* _ACTION ITEM_: Do any lines in the data below contain "struct"? If so, copy every one of them.

* _DATA TO EXAMINE_:
···

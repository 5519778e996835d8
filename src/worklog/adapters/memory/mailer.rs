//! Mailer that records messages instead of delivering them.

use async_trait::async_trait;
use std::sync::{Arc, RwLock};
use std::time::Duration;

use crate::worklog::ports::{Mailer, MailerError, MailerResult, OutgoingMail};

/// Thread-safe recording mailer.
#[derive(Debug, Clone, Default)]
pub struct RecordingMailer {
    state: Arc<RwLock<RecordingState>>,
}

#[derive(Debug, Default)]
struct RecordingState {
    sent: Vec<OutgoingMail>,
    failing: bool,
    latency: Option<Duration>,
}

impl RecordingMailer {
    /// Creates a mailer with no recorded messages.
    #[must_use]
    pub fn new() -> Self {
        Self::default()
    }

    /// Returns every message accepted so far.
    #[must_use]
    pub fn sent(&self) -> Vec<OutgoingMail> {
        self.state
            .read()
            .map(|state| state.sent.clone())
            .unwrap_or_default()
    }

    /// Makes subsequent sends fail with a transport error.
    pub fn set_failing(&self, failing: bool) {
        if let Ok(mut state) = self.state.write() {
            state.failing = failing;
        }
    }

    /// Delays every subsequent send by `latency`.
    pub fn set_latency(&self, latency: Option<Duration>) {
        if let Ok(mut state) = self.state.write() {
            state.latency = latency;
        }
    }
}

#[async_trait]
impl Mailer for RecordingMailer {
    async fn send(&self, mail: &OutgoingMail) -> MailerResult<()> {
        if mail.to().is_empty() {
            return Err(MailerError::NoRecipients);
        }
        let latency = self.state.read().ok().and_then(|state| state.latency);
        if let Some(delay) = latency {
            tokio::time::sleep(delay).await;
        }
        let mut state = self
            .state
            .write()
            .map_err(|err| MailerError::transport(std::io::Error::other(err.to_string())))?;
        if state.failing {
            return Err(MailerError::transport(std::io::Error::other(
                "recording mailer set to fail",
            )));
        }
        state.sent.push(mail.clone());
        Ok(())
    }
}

···

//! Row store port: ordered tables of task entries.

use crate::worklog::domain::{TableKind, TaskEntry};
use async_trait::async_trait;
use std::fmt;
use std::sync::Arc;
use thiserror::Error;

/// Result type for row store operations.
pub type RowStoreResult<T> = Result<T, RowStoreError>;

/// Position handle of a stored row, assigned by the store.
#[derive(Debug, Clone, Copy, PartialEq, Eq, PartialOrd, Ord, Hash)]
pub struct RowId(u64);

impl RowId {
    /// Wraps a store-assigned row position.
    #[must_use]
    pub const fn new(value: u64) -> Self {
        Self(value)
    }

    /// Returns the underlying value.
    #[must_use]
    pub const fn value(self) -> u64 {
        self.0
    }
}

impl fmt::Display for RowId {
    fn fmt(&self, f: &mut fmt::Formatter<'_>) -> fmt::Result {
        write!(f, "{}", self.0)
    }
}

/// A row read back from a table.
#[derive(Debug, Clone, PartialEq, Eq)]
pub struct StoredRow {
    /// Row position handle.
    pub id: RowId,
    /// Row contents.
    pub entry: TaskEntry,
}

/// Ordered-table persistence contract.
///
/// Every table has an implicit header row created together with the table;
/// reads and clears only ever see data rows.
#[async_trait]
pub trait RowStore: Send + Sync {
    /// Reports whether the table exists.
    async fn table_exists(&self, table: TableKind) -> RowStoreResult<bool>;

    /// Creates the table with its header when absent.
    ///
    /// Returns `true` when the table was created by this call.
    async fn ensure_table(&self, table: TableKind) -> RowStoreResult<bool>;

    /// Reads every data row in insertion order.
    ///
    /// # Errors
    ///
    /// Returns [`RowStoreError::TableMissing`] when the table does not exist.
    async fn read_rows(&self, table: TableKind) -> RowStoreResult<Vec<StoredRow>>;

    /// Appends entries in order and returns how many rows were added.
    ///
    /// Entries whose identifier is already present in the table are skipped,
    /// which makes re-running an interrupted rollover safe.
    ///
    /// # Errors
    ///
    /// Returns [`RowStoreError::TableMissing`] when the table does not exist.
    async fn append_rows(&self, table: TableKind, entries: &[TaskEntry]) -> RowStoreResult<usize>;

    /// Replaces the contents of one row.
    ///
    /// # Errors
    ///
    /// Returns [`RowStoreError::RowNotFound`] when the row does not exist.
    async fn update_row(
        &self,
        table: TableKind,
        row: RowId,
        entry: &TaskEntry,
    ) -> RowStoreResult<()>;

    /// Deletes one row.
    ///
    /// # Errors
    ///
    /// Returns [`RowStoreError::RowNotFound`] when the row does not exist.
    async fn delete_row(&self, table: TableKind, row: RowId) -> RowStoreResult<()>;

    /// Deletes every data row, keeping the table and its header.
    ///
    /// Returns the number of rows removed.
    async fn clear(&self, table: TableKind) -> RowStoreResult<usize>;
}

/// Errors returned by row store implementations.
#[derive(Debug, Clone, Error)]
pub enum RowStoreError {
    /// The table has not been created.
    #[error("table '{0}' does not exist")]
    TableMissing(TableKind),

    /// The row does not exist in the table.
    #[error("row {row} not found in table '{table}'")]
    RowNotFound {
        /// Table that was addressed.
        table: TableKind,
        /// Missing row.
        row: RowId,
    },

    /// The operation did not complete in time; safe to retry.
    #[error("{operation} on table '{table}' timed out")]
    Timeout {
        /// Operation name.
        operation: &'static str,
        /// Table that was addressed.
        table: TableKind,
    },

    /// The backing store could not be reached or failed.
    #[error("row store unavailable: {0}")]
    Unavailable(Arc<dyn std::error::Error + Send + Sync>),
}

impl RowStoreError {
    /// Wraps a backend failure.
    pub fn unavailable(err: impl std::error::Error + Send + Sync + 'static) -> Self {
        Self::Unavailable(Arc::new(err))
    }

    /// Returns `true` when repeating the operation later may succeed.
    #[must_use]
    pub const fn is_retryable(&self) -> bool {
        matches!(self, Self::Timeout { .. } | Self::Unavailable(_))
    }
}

···

* _REPLY TO THE TASK_:
pub struct RecordingMailer {
struct RecordingState {
pub struct RowId(u64);
pub struct StoredRow {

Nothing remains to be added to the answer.